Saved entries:
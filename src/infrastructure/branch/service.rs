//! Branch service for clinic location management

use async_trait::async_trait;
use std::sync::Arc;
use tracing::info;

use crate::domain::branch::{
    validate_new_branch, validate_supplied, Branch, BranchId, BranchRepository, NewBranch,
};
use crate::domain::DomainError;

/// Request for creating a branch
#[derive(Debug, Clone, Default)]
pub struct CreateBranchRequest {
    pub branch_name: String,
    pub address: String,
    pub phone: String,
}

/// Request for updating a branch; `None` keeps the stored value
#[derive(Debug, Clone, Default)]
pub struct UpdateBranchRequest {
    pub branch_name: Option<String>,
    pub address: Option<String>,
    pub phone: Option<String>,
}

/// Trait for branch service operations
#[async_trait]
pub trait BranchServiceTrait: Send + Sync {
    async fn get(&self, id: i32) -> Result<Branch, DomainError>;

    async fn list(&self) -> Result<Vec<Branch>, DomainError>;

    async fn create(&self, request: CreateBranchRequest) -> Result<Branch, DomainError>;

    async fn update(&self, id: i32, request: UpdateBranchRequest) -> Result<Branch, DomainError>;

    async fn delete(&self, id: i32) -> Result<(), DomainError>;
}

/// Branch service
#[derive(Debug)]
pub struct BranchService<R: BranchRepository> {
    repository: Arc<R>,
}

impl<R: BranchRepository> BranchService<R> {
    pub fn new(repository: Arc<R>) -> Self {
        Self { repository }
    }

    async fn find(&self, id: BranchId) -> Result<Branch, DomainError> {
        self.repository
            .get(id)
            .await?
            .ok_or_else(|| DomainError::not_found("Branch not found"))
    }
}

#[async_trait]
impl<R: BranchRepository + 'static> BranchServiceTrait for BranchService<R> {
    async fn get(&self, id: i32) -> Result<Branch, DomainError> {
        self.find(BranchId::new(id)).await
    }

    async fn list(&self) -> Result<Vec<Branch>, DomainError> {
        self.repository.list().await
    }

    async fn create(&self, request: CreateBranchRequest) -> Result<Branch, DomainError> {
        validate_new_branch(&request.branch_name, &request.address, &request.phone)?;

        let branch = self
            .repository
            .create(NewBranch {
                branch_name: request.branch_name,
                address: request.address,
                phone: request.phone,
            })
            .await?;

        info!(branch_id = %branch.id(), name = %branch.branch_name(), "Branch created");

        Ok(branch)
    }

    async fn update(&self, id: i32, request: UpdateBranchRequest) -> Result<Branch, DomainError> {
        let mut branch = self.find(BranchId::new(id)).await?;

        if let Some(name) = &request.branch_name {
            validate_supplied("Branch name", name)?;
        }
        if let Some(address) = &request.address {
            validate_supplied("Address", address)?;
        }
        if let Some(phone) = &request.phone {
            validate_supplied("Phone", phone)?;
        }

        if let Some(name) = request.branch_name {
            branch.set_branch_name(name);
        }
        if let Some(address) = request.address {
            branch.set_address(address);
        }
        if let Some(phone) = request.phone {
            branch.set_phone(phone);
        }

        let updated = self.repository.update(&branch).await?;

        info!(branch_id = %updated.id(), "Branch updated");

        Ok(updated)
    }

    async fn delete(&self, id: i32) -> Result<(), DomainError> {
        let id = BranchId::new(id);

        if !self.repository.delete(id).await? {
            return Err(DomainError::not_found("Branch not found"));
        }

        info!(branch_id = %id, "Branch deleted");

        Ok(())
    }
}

About this exercise.
Please return every line in the data that includes the string "CreateBranchRequest".

Answer section.
pub struct CreateBranchRequest {
    async fn create(&self, request: CreateBranchRequest) -> Result<Branch, DomainError>;
    async fn create(&self, request: CreateBranchRequest) -> Result<Branch, DomainError> {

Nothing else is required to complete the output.